With the server's help, we ordered: 
1. Cured cheese & Spinach boureck (My favorite!)
2. Olivier - Russian Salad with Roasted Prawns (Many Russian salads have mayo as dressing, which I was not a fan of.)
3. Cold Borsch (it was just okay)
4. Prawn & Pumpkin risotto (Not too crazy about the combination of prawn and pumpkin)

As I was writing, I realized that out of four dishes we ordered, I only liked the boureck. However, because the impeccable service, the ambiance, and perhaps just our low expectation of the Russian cuisine in general, we enjoyed the experience and came back a few more times during our stay in St. Petersburg. 

It was a cloudy day that looked like it would rain any minute, so it would be perfect to visit The Hermitage Museum.  We were happy to be spared of the long line for the ticket booth since we purchased our tickets online in advance and were able to head straight to the entrance. 

The museum is housed in the Winter Palace, which is as extravagant and dazzling as it can be.  Although we had the audio guide, it wasn't good at all.  A guided tour for the Hermitage is definitely worth considering.  Oh, and embrace the crowd, it simply can't be avoided. 

Three hours later, we got out of the museum.  The cloud had parted ways and the sun came out.   We walked over to the canal and booked the only English speaking midnight cruise, Anglotourismo, that the hotel concierge recommended.  (The tour does not accept reservations over the phone and it is cash only.)

For dinner, we decided to try Georgian cuisine and came to Kavkaz Bar, which is close by the boat tour.   The restaurant was away from the main street, so we had to ask around to locate it.   However, the effort was well worth it.  It was probably my favorite meal in Russia in terms of flavors. 

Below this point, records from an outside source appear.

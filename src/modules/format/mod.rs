// Copyright © 2025 rustmailer.com
// Licensed under RustMailer License Agreement v1.0
// Unauthorized copying, modification, or distribution is prohibited.

//! Time, key and address formatting shared by every record kind.
//!
//! Records are partitioned by `TypeYearMonth` (`inbox#2024-01`) and sorted inside
//! the partition by `DateTime` (`DD-HH:MM:SS`, UTC). Together the two keys carry
//! the full effective time of a record, see [`rejoin_date`].

use std::{fmt, str::FromStr, sync::LazyLock};

use chrono::{DateTime, Datelike, FixedOffset, SecondsFormat, Utc};
use regex::Regex;

use crate::{
    modules::error::{code::ErrorCode, MailboxError, MailboxResult},
    raise_error,
};

#[cfg(test)]
mod tests;

pub const DRAFT_ID_PREFIX: &str = "draft-";

static DRAFT_ID_PATTERN: LazyLock<Regex> =
    LazyLock::new(|| Regex::new(r"^draft-[0-9a-f]{32}$").expect("valid draft id pattern"));
static THREAD_ID_PATTERN: LazyLock<Regex> =
    LazyLock::new(|| Regex::new(r"^[0-9a-f]{32}$").expect("valid thread id pattern"));
static ADDRESS_PATTERN: LazyLock<Regex> = LazyLock::new(|| {
    Regex::new(r#"^(?P<name>.*?)\s*<(?P<addr>[^<>]*)>\s*$"#).expect("valid address pattern")
});
static DATE_COMMENT_PATTERN: LazyLock<Regex> =
    LazyLock::new(|| Regex::new(r"\s*\([^()]*\)\s*$").expect("valid date comment pattern"));

/// The record kinds stored in the table, discriminated by the `TypeYearMonth` prefix.
#[derive(Debug, Clone, Copy, PartialEq, Eq, Hash)]
pub enum EmailType {
    Inbox,
    Sent,
    Draft,
    Thread,
}

impl EmailType {
    pub fn as_str(&self) -> &'static str {
        match self {
            EmailType::Inbox => "inbox",
            EmailType::Sent => "sent",
            EmailType::Draft => "draft",
            EmailType::Thread => "thread",
        }
    }

    /// The partition prefix, e.g. `inbox#`.
    pub fn prefix(&self) -> String {
        format!("{}#", self.as_str())
    }

    pub fn type_year_month<Tz: chrono::TimeZone>(&self, t: &DateTime<Tz>) -> String {
        let utc = t.with_timezone(&Utc);
        format!("{}#{:04}-{:02}", self.as_str(), utc.year(), utc.month())
    }

    /// True for kinds that are email records (not thread headers).
    pub fn is_email(&self) -> bool {
        !matches!(self, EmailType::Thread)
    }
}

impl fmt::Display for EmailType {
    fn fmt(&self, f: &mut fmt::Formatter<'_>) -> fmt::Result {
        f.write_str(self.as_str())
    }
}

impl FromStr for EmailType {
    type Err = MailboxError;

    fn from_str(s: &str) -> Result<Self, Self::Err> {
        match s {
            "inbox" => Ok(EmailType::Inbox),
            "sent" => Ok(EmailType::Sent),
            "draft" => Ok(EmailType::Draft),
            "thread" => Ok(EmailType::Thread),
            other => Err(raise_error!(
                format!("invalid email type '{}'", other),
                ErrorCode::InvalidEmailType
            )),
        }
    }
}

/// A decoded `TypeYearMonth` partition key.
#[derive(Debug, Clone, Copy, PartialEq, Eq)]
pub struct TypeYearMonth {
    pub kind: EmailType,
    pub year: i32,
    pub month: u32,
}

impl TypeYearMonth {
    pub fn year_month(&self) -> String {
        format!("{:04}-{:02}", self.year, self.month)
    }
}

impl fmt::Display for TypeYearMonth {
    fn fmt(&self, f: &mut fmt::Formatter<'_>) -> fmt::Result {
        write!(f, "{}#{}", self.kind, self.year_month())
    }
}

/// Parses an RFC 5322 `Date` header into an RFC 3339 string, keeping its offset.
/// Returns an empty string when the header cannot be parsed.
pub fn format_date(s: &str) -> String {
    parse_mail_date(s)
        .map(|date| date.to_rfc3339_opts(SecondsFormat::Secs, true))
        .unwrap_or_default()
}

pub fn parse_mail_date(s: &str) -> Option<DateTime<FixedOffset>> {
    let trimmed = s.trim();
    if trimmed.is_empty() {
        return None;
    }
    if let Ok(date) = DateTime::parse_from_rfc2822(trimmed) {
        return Some(date);
    }
    // "Tue, 1 Jul 2003 10:52:37 +0200 (CEST)" and friends
    let stripped = DATE_COMMENT_PATTERN.replace(trimmed, "");
    DateTime::parse_from_rfc2822(stripped.trim()).ok()
}

/// Produces `kind#YYYY-MM` for the UTC year and month of `t`.
pub fn format_type_year_month<Tz: chrono::TimeZone>(
    kind: &str,
    t: &DateTime<Tz>,
) -> MailboxResult<String> {
    let kind = EmailType::from_str(kind)?;
    Ok(kind.type_year_month(t))
}

/// Produces the `DD-HH:MM:SS` sort key in UTC.
pub fn format_date_time<Tz: chrono::TimeZone>(t: &DateTime<Tz>) -> String {
    t.with_timezone(&Utc).format("%d-%H:%M:%S").to_string()
}

pub fn format_rfc3339<Tz: chrono::TimeZone>(t: &DateTime<Tz>) -> String
where
    Tz::Offset: fmt::Display,
{
    t.to_rfc3339_opts(SecondsFormat::Secs, true)
}

pub fn rfc3339_now() -> String {
    format_rfc3339(&Utc::now())
}

pub fn extract_type_year_month(s: &str) -> MailboxResult<TypeYearMonth> {
    let (kind, year_month) = s.split_once('#').ok_or_else(|| {
        raise_error!(
            format!("invalid TypeYearMonth '{}'", s),
            ErrorCode::InvalidFormat
        )
    })?;
    let kind = EmailType::from_str(kind)?;
    let (year, month) = year_month.split_once('-').ok_or_else(|| {
        raise_error!(
            format!("invalid TypeYearMonth '{}'", s),
            ErrorCode::InvalidFormat
        )
    })?;
    if month.contains('-') {
        return Err(raise_error!(
            format!("invalid TypeYearMonth '{}'", s),
            ErrorCode::InvalidFormat
        ));
    }
    let year = year
        .parse::<i32>()
        .ok()
        .filter(|year| (1000..=9999).contains(year))
        .ok_or_else(|| {
            raise_error!(format!("invalid year '{}'", year), ErrorCode::InvalidEmailYear)
        })?;
    let month = month
        .parse::<u32>()
        .ok()
        .filter(|month| (1..=12).contains(month))
        .ok_or_else(|| {
            raise_error!(
                format!("invalid month '{}'", month),
                ErrorCode::InvalidEmailMonth
            )
        })?;
    Ok(TypeYearMonth { kind, year, month })
}

/// Rebuilds an RFC 3339 UTC timestamp from the partition and sort keys.
///
/// `ym` may be a full `TypeYearMonth` (`inbox#2024-01`) or just `2024-01`.
pub fn rejoin_date(ym: &str, dt: &str) -> String {
    let year_month = ym.rsplit_once('#').map(|(_, ym)| ym).unwrap_or(ym);
    format!("{}-{}Z", year_month, dt.replacen('-', "T", 1))
}

/// Parses a rejoined partition/sort key pair back into a timestamp.
pub fn parse_rejoined(ym: &str, dt: &str) -> Option<DateTime<Utc>> {
    DateTime::parse_from_rfc3339(&rejoin_date(ym, dt))
        .ok()
        .map(|t| t.with_timezone(&Utc))
}

/// Canonicalises one address header value.
///
/// Accepts `"Name" <addr>`, `Name <addr>`, `<addr>` and bare `addr`. With
/// `omit_name` only the address is returned, otherwise `Name <addr>` (or the bare
/// address when there is no display name).
pub fn clean_address(s: &str, omit_name: bool) -> String {
    let (name, addr) = split_address(s);
    if omit_name || name.is_empty() {
        addr.to_string()
    } else {
        format!("{} <{}>", name, addr)
    }
}

/// Splits an address header value into its display name (possibly empty) and address.
pub fn split_address(s: &str) -> (&str, &str) {
    let trimmed = s.trim();
    let (name, addr) = match ADDRESS_PATTERN.captures(trimmed) {
        Some(caps) => (
            caps.name("name").map(|m| m.as_str()).unwrap_or_default(),
            caps.name("addr").map(|m| m.as_str()).unwrap_or_default(),
        ),
        None => ("", trimmed),
    };
    (unquote(name.trim()), addr.trim())
}

fn unquote(s: &str) -> &str {
    s.strip_prefix('"')
        .and_then(|s| s.strip_suffix('"'))
        .unwrap_or(s)
        .trim()
}

/// Canonicalises every entry of an address list, dropping empty ones.
pub fn clean_addresses<S: AsRef<str>>(list: &[S], omit_name: bool) -> Vec<String> {
    list.iter()
        .map(|s| clean_address(s.as_ref(), omit_name))
        .filter(|s| !s.is_empty())
        .collect()
}

pub fn generate_draft_id() -> String {
    format!("{}{}", DRAFT_ID_PREFIX, uuid::Uuid::new_v4().simple())
}

pub fn generate_thread_id() -> String {
    uuid::Uuid::new_v4().simple().to_string()
}

pub fn is_draft_id(id: &str) -> bool {
    DRAFT_ID_PATTERN.is_match(id)
}

pub fn is_thread_id(id: &str) -> bool {
    THREAD_ID_PATTERN.is_match(id)
}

We ordered these dishes to share: 
1. Caucasian style goulash soup.  It was very different from the eastern European goulash with the flavor and seasoning.  I was never a big fan of goulash soup, but this goulash soup did not use the typical tomato base.  It totally won me over.  Hands down THE BEST!    
2. Khinkali. The Georgian meat dumplings.  They were similar to Tibetan momo dumplings.  
3. Kovurma-Lagman. Home made noodle stir-fried with meat, mutton, vegetables and spices.  Another dish that both H & I loved!  It was full of spices and so rich in flavor. 

It was interesting to see that everything was a la cart on the menu, down to sauce, bread, and butter.  Side dish was translated as "Garnish" in this part of the world.  We also  ordered some baked potato (yum) and Georgian bread (totally plain) as garnish.  

Georgian cuisine was quite a departure from the typical Russian food and I really liked it a lot.  It was a pity that this was the only time on this trip that we had Georgian cuisine. 

Coming out of the restaurant, it was around 10 PM.  The sky was still bright as if it was 3 o'clock in the afternoon.  We went back to the hotel for a quick nap before we came out again for the midnight cruise. 

At 12 midnight, the moon finally came out, and it was a full moon!.  This would be the only time we saw the moon on this trip.  Turns out, the English tour was really not necessary.  We barely could hear our tour guide and there was really nothing interesting to explain.  We also brought a bug spray, but didn't really see any mosquitoes around. 

It had became our travel ritual that if the city we visited offered a boat tour, we would definitely take it.  Although St. Petersburg skyline lacked the wow factor of skyscrapers, it was still beautiful.  The Neva river was packed with boats of all sizes and became quite a party scene with all the booze cruises and music blasting. 

The bridges opened at different times through out the night.  Our tour lasted about 1.5 hours and we saw two bridges opened.  By the time we got back to the hotel around 2 AM, our legs were aching from all the walking we did that day.  It was a great day.  I got my luggage back, and we had crossed two "Must Sees" from our itinerary. Very productive indeed.